Nuestro problema es que la sociedad, tal y como está estructurada, no puede garantizar los niveles de bienestar general que conoció en las pasadas décadas. Nuestro bienestar se asentaba en una gran disponibilidad de energía abundante y asequible, cuya cantidad crecía cada año. Eso se acabó. Probablemente hemos superado ya el pico del petróleo, y si no lo hemos hecho aún nos falta muy poco. El pico del carbón y del uranio parecen también superados, y en cuanto al pico del gas natural seguramente se va a producir antes de una década. Las energías renovables tienen muchas limitaciones y no tienen capacidad de cubrir el agujero que dejan tras de sí las no renovables, sobre todo con la rapidez que éstas irán descendiendo.

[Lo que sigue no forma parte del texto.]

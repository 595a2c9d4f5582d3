use std::{
    fs::OpenOptions,
    io::Write,
    path::{Path, PathBuf},
    sync::{Mutex, OnceLock},
    time::{SystemTime, UNIX_EPOCH},
};

use anyhow::Error as AnyhowError;
use serde::Serialize;
use serde_json::Value;

fn now_ms() -> i64 {
    SystemTime::now()
        .duration_since(UNIX_EPOCH)
        .map(|d| d.as_millis() as i64)
        .unwrap_or(0)
}

pub fn trace_path(trace_dir: &Path) -> PathBuf {
    trace_dir.join("crashlog_trace.jsonl")
}

fn trace_write_lock() -> &'static Mutex<()> {
    static TRACE_WRITE_LOCK: OnceLock<Mutex<()>> = OnceLock::new();
    TRACE_WRITE_LOCK.get_or_init(|| Mutex::new(()))
}

#[derive(Debug, Clone, Serialize)]
pub struct TraceError {
    pub code: String,    // E_*
    pub message: String, // short
    pub chain: Vec<String>,
}

#[derive(Debug, Clone, Serialize)]
pub struct TraceEvent {
    pub ts_ms: i64,
    pub stage: String,
    pub step_id: String,
    pub status: String, // ok|err|skipped
    pub error: Option<TraceError>,
    pub ctx: Option<Value>,
}

// Called from inside the panic hook, so nothing here may panic: a poisoned
// lock is taken over and every I/O error is reported to stderr only.
pub fn emit_best_effort(trace_dir: &Path, ev: &TraceEvent) {
    let _guard = trace_write_lock()
        .lock()
        .unwrap_or_else(|poisoned| poisoned.into_inner());
    let _ = std::fs::create_dir_all(trace_dir);

    let p = trace_path(trace_dir);
    let mut f = match OpenOptions::new().create(true).append(true).open(&p) {
        Ok(f) => f,
        Err(e) => {
            crate::safe_eprintln!("trace: open failed: {}: {e}", p.display());
            return;
        }
    };
    let mut line = match serde_json::to_string(ev) {
        Ok(s) => s,
        Err(e) => {
            crate::safe_eprintln!("trace: serialize failed: {e}");
            return;
        }
    };
    line.push('\n');
    if let Err(e) = f.write_all(line.as_bytes()) {
        crate::safe_eprintln!("trace: write failed: {e}");
    }
}

fn redact_user_paths(s: &str) -> String {
    // Scrub the account name out of home-dir paths; the rest stays readable.
    fn scrub_after(hay: &str, marker: &str, sep: char) -> String {
        let mut out = String::with_capacity(hay.len());
        let mut i = 0;
        while let Some(pos) = hay[i..].find(marker) {
            let abs = i + pos;
            out.push_str(&hay[i..abs]);
            out.push_str(marker);
            let name_start = abs + marker.len();
            let mut name_end = name_start;
            for ch in hay[name_start..].chars() {
                if ch == sep {
                    break;
                }
                name_end += ch.len_utf8();
            }
            out.push_str("<redacted>");
            i = name_end;
        }
        out.push_str(&hay[i..]);
        out
    }

    let mut t = s.to_string();
    t = scrub_after(&t, "\\Users\\", '\\');
    t = scrub_after(&t, "/Users/", '/');
    t = scrub_after(&t, "/home/", '/');
    t
}

pub fn event(trace_dir: &Path, stage: &str, step_id: &str, status: &str, ctx: Option<Value>) {
    emit_best_effort(
        trace_dir,
        &TraceEvent {
            ts_ms: now_ms(),
            stage: stage.to_string(),
            step_id: step_id.to_string(),
            status: status.to_string(),
            error: None,
            ctx,
        },
    );
}

pub fn event_err(
    trace_dir: &Path,
    stage: &str,
    step_id: &str,
    code: &str,
    err: &AnyhowError,
    ctx: Option<Value>,
) {
    emit_best_effort(
        trace_dir,
        &TraceEvent {
            ts_ms: now_ms(),
            stage: stage.to_string(),
            step_id: step_id.to_string(),
            status: "err".to_string(),
            error: Some(TraceError {
                code: code.to_string(),
                message: redact_user_paths(&err.to_string()),
                chain: err.chain().map(|e| redact_user_paths(&e.to_string())).collect(),
            }),
            ctx,
        },
    );
}

#[cfg(test)]
mod tests {
    use super::*;
    use std::{fs, thread};

    #[test]
    fn concurrent_emit_keeps_jsonl_lines_parseable() {
        let td = tempfile::tempdir().expect("tempdir");
        let dir = td.path().to_path_buf();
        let threads = 4;
        let per_thread = 50;

        let mut joins = Vec::new();
        for i in 0..threads {
            let dir2 = dir.clone();
            joins.push(thread::spawn(move || {
                for j in 0..per_thread {
                    event(
                        &dir2,
                        "Crash",
                        "CRASH.concurrent_emit",
                        "ok",
                        Some(serde_json::json!({"i": i, "j": j})),
                    );
                }
            }));
        }
        for j in joins {
            j.join().expect("join");
        }

        let raw = fs::read_to_string(trace_path(&dir)).expect("read trace");
        let mut lines = 0usize;
        for line in raw.lines() {
            lines += 1;
            let v: serde_json::Value = serde_json::from_str(line).expect("valid json line");
            assert_eq!(v["step_id"], "CRASH.concurrent_emit");
        }
        assert_eq!(lines, threads * per_thread);
    }

    #[test]
    fn error_event_carries_redacted_chain() {
        let td = tempfile::tempdir().expect("tempdir");
        let err = anyhow::anyhow!("permission denied")
            .context("open crash log failed: /home/alice/scan_crash.log");
        event_err(td.path(), "Crash", "CRASH.sink.file", "E_SINK_FAILED", &err, None);

        let raw = fs::read_to_string(trace_path(td.path())).expect("read trace");
        let v: serde_json::Value = serde_json::from_str(raw.trim()).expect("json");
        assert_eq!(v["status"], "err");
        assert_eq!(v["error"]["code"], "E_SINK_FAILED");
        let msg = v["error"]["message"].as_str().expect("message");
        assert!(msg.contains("/home/<redacted>/scan_crash.log"), "{msg}");
        assert!(!msg.contains("alice"));
        assert_eq!(v["error"]["chain"].as_array().map(|a| a.len()), Some(2));
    }
}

Por tanto, nuestro rumbo es el del descenso energético, pero eso no significa que nuestra decadencia y eventual colapso sea inevitable. No. Es cierto que dentro de nuestro paradigma económico actual esta crisis no acabará nunca, pero en realidad la mayor parte de la energía se derrocha porque tiene un sentido económico hacerlo. Hay que abandonar la idea del crecentismo y explorar nuevos caminos, hay que lanzarse a buscar el tronco de ese árbol por el cual trepar a la manzana.
Hemos dejado de ser el Homo invictus, el hombre que se creía todopoderoso aupado en su abrumadora tecnología que estaba apuntalada por una cantidad ingente de energía; y al comenzar a faltar ésta nos hemos convertido en un nuevo hombre, el hombre-hormiga, pero no uno cualquiera, sino uno que se resiste a aceptar su nueva condición hormiguil, las nuevas reglas del juego, con sus nuevas limitaciones (por ejemplo, la ceguera) pero también sus ventajas (por ejemplo, la capacidad de trepar por las paredes). Si dejamos de ser hombre-individuo y comenzamos a ser hombre-sociedad, si nos movemos juntos explorando todos los caminos para conseguir nuestra manzana, el bienestar de la mayoría, lo podremos conseguir. Hace falta, simplemente, que primero nos liberemos de toda nuestra soberbia.